To investigate the function of FSE1, its nucleotide was deleted from the genome of FocTR4 and over-expressed based on the knock-out mutant. The in vitro assays revealed that FSE1 mutants showed comparable colony growth rates and conidia production (Figure 2), indicating that FSE1 is not required for vegetative growth and conidiation. Fungal effectors are divided into apoplastic and cytoplasmic effectors [7], with apoplastic effectors primarily functioning in the apoplast or binding to the fungal cell wall to shield fungus from reception by plant immunity [26,27], while cytoplasmic effectors are delivered into the plant cell to exert their functions and do not influence fungal growth [28]. Considering this, we deduce that FSE1 was probably a cytoplasmic effector. After inoculation to banana plantlets, all the WT and the FSE1 mutant strains infected the host and provoked disease symptoms, suggesting that FSE1 is not required for the initial infection process of Foc TR4 to banana root. Moreover, the disease index assay revealed that ∆FSE1 increased pseudostem browning and plant wilt in comparison with WT, while the ∆FSE1/FSE1-OE mutant showed a decreased disease index (Figure 3 and Figure S5). F. oxysporum is considered a hemibiotrophic pathogen because it begins its infection cycle as a biotrophy but later changes to a necrotrophy [29,30]. Therefore, we deduced that FSE1 plays an important role in maintaining biotrophy and colonization in the vascular systems of banana plants.

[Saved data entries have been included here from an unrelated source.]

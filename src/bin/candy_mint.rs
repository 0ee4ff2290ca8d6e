//! Command-line driver for the candy machine mint flow.
//!
//! Usage: cargo run --bin candy-mint -- --settings config/settings.json mint-multiple 3

use std::{path::PathBuf, sync::Arc};

use anyhow::{anyhow, Result};
use candy_mint_client::{
    config::Settings,
    ledger::{Ledger, RpcLedger},
    mint::{MintOrchestrator, MintReport},
    utils::{balance::BalanceTracker, notify::LogNotifier},
    wallet::WalletConnectionProvider,
};
use clap::{Parser, Subcommand};
use log::info;

#[derive(Parser, Debug)]
#[command(name = "candy-mint", about = "Mint NFTs from a candy machine")]
struct Cli {
    /// Settings file
    #[arg(long, default_value = "config/settings.json")]
    settings: PathBuf,

    /// Wallet to use instead of `active_wallet`
    #[arg(long)]
    wallet: Option<String>,

    #[command(subcommand)]
    command: Command,
}

#[derive(Subcommand, Debug)]
enum Command {
    /// Print the current mint session state
    State,
    /// Print the wallet balance in SOL
    Balance,
    /// Mint a single item
    Mint,
    /// Mint several items in one signing round
    MintMultiple {
        quantity: usize,
    },
}

#[tokio::main]
async fn main() -> Result<()> {
    env_logger::init();
    let cli = Cli::parse();

    let settings = Settings::load_from_file(&cli.settings)?;
    info!("⚙️ Loaded {:?}", settings);

    let mut provider = WalletConnectionProvider::from_settings(&settings)?;
    if let Some(name) = &cli.wallet {
        provider.select(name)?;
    }
    let wallet = provider
        .active()
        .ok_or_else(|| anyhow!("no wallet selected"))?;

    let ledger: Arc<dyn Ledger> = Arc::new(RpcLedger::new(
        provider.endpoint().to_string(),
        settings.tuning.commitment,
    ));
    let orchestrator = MintOrchestrator::from_settings(
        &settings,
        ledger,
        BalanceTracker::new(),
        Arc::new(LogNotifier),
    );
    orchestrator.on_wallet_changed(Some(wallet)).await?;

    match cli.command {
        Command::State => {
            let session = orchestrator.session().await;
            println!("{}", serde_json::to_string_pretty(&session)?);
        }
        Command::Balance => {
            println!("{:.9} SOL", orchestrator.balance().get());
        }
        Command::Mint => report(orchestrator.start_mint().await),
        Command::MintMultiple { quantity } => {
            report(orchestrator.start_mint_multiple(quantity).await)
        }
    }

    Ok(())
}

fn report(outcome: MintReport) {
    match outcome {
        MintReport::Skipped => println!("Mint skipped: wallet or candy machine not ready"),
        MintReport::Completed { succeeded, failed } => {
            println!("Minted {succeeded}, failed {failed}")
        }
        MintReport::Aborted(failure) => println!("Mint aborted: {}", failure.message()),
    }
}
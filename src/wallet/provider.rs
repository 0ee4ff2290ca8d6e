//! Connection provider: the network endpoint plus the wallet adapters the
//! application offers, with one of them selected as active.

use std::sync::Arc;

use anyhow::Result;
use log::info;

use super::{KeypairWallet, WalletAdapter, WalletError};
use crate::config::settings::{Network, Settings};

pub struct WalletConnectionProvider {
    network: Network,
    endpoint: String,
    wallets: Vec<Arc<dyn WalletAdapter>>,
    active: Option<usize>,
}

impl WalletConnectionProvider {
    pub fn new(network: Network, endpoint: String, wallets: Vec<Arc<dyn WalletAdapter>>) -> Self {
        Self {
            network,
            endpoint,
            wallets,
            active: None,
        }
    }

    /// Build from settings, loading every wallet in the wallets file and
    /// selecting `active_wallet`.
    pub fn from_settings(settings: &Settings) -> Result<Self> {
        let wallets = KeypairWallet::load_all(&settings.wallets_file)?
            .into_iter()
            .map(|w| Arc::new(w) as Arc<dyn WalletAdapter>)
            .collect();
        let mut provider = Self::new(settings.network, settings.endpoint(), wallets);
        provider.select(&settings.active_wallet)?;
        Ok(provider)
    }

    pub fn network(&self) -> Network {
        self.network
    }

    pub fn endpoint(&self) -> &str {
        &self.endpoint
    }

    pub fn wallets(&self) -> &[Arc<dyn WalletAdapter>] {
        &self.wallets
    }

    /// Make the named adapter the active one.
    pub fn select(&mut self, name: &str) -> Result<Arc<dyn WalletAdapter>, WalletError> {
        let idx = self
            .wallets
            .iter()
            .position(|w| w.name() == name)
            .ok_or_else(|| WalletError::UnknownWallet(name.to_string()))?;
        self.active = Some(idx);
        info!("👛 [WALLET] Selected `{}` on {}", name, self.network);
        Ok(Arc::clone(&self.wallets[idx]))
    }

    pub fn active(&self) -> Option<Arc<dyn WalletAdapter>> {
        self.active.map(|idx| Arc::clone(&self.wallets[idx]))
    }
}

Determining the sub-cellular localization of effectors can improve the understanding of their function in the interaction with the host. In the Foc TR4 mutant expressing FSE1-GFP, the fusion protein was localized in the cytoplasm with punctiform expression (Figure 4). Although effector delivery systems are well characterized in bacteria, oomycetes, and nematodes [9,10,31,32], effector delivery mechanisms in fungi remain elusive. Some studies have suggested that effector secretion in filamentous fungi involves the trafficking of secretory vesicles to a central organizing center called Spk [33,34]. It is therefore possible that FSE1 is secreted via vesicle trafficking in Foc TR4. Fungal effectors are known to target various subcellular compartments of host plants to overcome physical barriers, inhibit immune perception, and manipulate plant physiology for nutrients [35]. Our findings show that FSE1 is distributed in both cytoplasm and nuclei of N. benthamiana cells (Figure 5). Recent evidence suggests that nucleus-targeted effectors can manipulate host transcriptional machinery to interfere with plant immunity during plant-pathogen interactions [7,28]. Consequently, we searched for the target protein of FSE1 in banana cells, and the Y2H and BiFC results showed that FSE1 physically interacted with an MYB transcription factor, MaEFM-like (Figure 6).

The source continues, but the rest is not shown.